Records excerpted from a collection
- - -

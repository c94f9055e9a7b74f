//! Jeux de données synthétiques partagés par les benchmarks.

use chl_core::bytecode::{InitValue, Instruction, ModuleBuilder, ObjectModule, Opcode};

/// `modules` modules de `scripts` scripts chacun ; chaque module appelle un
/// script et lit une globale du module précédent.
pub fn synthetic_modules(modules: usize, scripts: usize) -> Vec<ObjectModule> {
    (0..modules)
        .map(|m| {
            let mut b = ModuleBuilder::new(format!("bench/m{m}.txt"));
            let counter = b.global(&format!("counter_{m}"));
            b.array(&format!("table_{m}"), 16);
            b.init(&format!("counter_{m}"), InitValue::Float(0.0));
            let previous = (m > 0).then(|| {
                (b.extern_var(&format!("table_{}", m - 1), 3), b.extern_script(&format!("m{}_s0", m - 1), 1))
            });
            for s in 0..scripts {
                b.begin_script(&format!("m{m}_s{s}"), 1, &["arg", "tmp"]);
                let tmp = b.local("tmp").unwrap_or(counter);
                let top = b.here();
                b.emit(Instruction::push_var_id(tmp));
                b.emit(Instruction::push_int(1));
                b.emit(Instruction::by_ref(Opcode::Store));
                b.emit(Instruction::load(counter));
                b.push_string("tick");
                b.push_string(&format!("m{m} s{s}"));
                if let Some((table, call)) = previous {
                    b.emit(Instruction::load(table));
                    b.emit(Instruction::call(call));
                }
                b.emit(Instruction::jump(Opcode::Jnz, top));
                b.emit(Instruction::end());
            }
            b.finish()
        })
        .collect()
}
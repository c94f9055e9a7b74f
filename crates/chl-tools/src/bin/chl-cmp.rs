// crates/chl-tools/src/bin/chl-cmp.rs
//! Comparateur CHL : dit si deux images sont équivalentes et où elles diffèrent.
//!
//! Exemples :
//!   chl-cmp old.chl new.chl
//!   chl-cmp old.chl new.chl --mode loose --script villager_main
//!   chl-cmp old.chl new.chl --mode strict --json report.json
//!
//! Code de sortie : 0 si équivalentes, 1 si elles diffèrent, 2 en cas d’erreur.

use std::collections::BTreeSet;
use std::path::PathBuf;
use std::process::ExitCode;

use clap::{ArgAction, Parser};
use tracing::info;
use yansi::{Color, Paint};

use chl_tools::prelude::*;

#[derive(Parser, Debug)]
#[command(name = "chl-cmp", version, about = "Comparaison structurelle d’images CHL")]
struct Cli {
    /// Première image
    first: PathBuf,

    /// Seconde image
    second: PathBuf,

    /// Niveau de tolérance (défaut : config, sinon normal)
    #[arg(long, value_enum)]
    mode: Option<CompareMode>,

    /// Ne compare que ces scripts (répétable)
    #[arg(long = "script", value_name = "NAME")]
    scripts: Vec<String>,

    /// Nombre de différences au-delà duquel on s’arrête
    #[arg(long)]
    max_mismatches: Option<usize>,

    /// Écrit le rapport JSON
    #[arg(long)]
    json: Option<PathBuf>,

    /// Fichier de config explicite (sinon `.chltools.toml` ascendant)
    #[arg(long)]
    config: Option<PathBuf>,

    /// Trace chaque paire d’instructions (avec -vvv)
    #[arg(long, action = ArgAction::SetTrue)]
    trace: bool,

    /// Couleurs
    #[arg(long, value_enum, default_value_t = ColorMode::Auto)]
    color: ColorMode,

    /// Verbosité (-v, -vv, -vvv)
    #[arg(short, long, action = ArgAction::Count)]
    verbose: u8,

    /// N’affiche que le verdict
    #[arg(short, long, action = ArgAction::SetTrue, conflicts_with = "verbose")]
    quiet: bool,

    /// Affiche la durée
    #[arg(long, action = ArgAction::SetTrue)]
    time: bool,
}

fn main() -> ExitCode {
    match real_main() {
        Ok(true) => ExitCode::SUCCESS,
        Ok(false) => ExitCode::from(1),
        Err(e) => {
            eprintln!("{} {e:#}", "❌".paint(Color::Red));
            ExitCode::from(2)
        }
    }
}

fn real_main() -> Result<bool> {
    color_eyre::install().ok();
    let cli = Cli::parse();
    setup_colors(cli.color);
    init_tracing(cli.verbose, cli.quiet);
    info!("{}", version_banner("chl-cmp"));

    let config_path = cli.config.clone().map(to_utf8).transpose()?;
    let cfg = load_config(config_path.as_deref())?;
    let mut opts = cfg.compare_options();
    if let Some(mode) = cli.mode {
        opts.mode = mode;
    }
    if let Some(max) = cli.max_mismatches {
        opts.max_mismatches = max;
    }
    if !cli.scripts.is_empty() {
        opts.scripts = Some(cli.scripts.iter().cloned().collect::<BTreeSet<_>>());
    }
    opts.trace = cli.trace;

    let t0 = Timer::start();
    let (first, second) = (to_utf8(cli.first)?, to_utf8(cli.second)?);
    let a = load_image(&first)?;
    let b = load_image(&second)?;
    let result = compare(&a, &b, &opts);

    if !cli.quiet {
        print_report(&result);
    }
    let verdict = if result.equal { result.summary.as_str().paint(Color::Green) } else { result.summary.as_str().paint(Color::Red) };
    println!("{verdict}");

    if let Some(path) = cli.json {
        let path = to_utf8(path)?;
        write_text(&path, &serde_json::to_string_pretty(&result)?)?;
        eprintln!("🧾 Rapport JSON → {path}");
    }
    if cli.time {
        eprintln!("⏱️  {}", t0.pretty());
    }
    Ok(result.equal)
}

fn print_report(result: &Comparison) {
    for f in &result.report {
        let color = match f.severity {
            Severity::Mismatch => Color::Yellow,
            Severity::Corrupt => Color::Red,
            Severity::Note => Color::Cyan,
        };
        println!("{}", f.to_string().paint(color));
    }
}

- - -

How many of the lines above include the string "scripts"? Answer with the number only.

7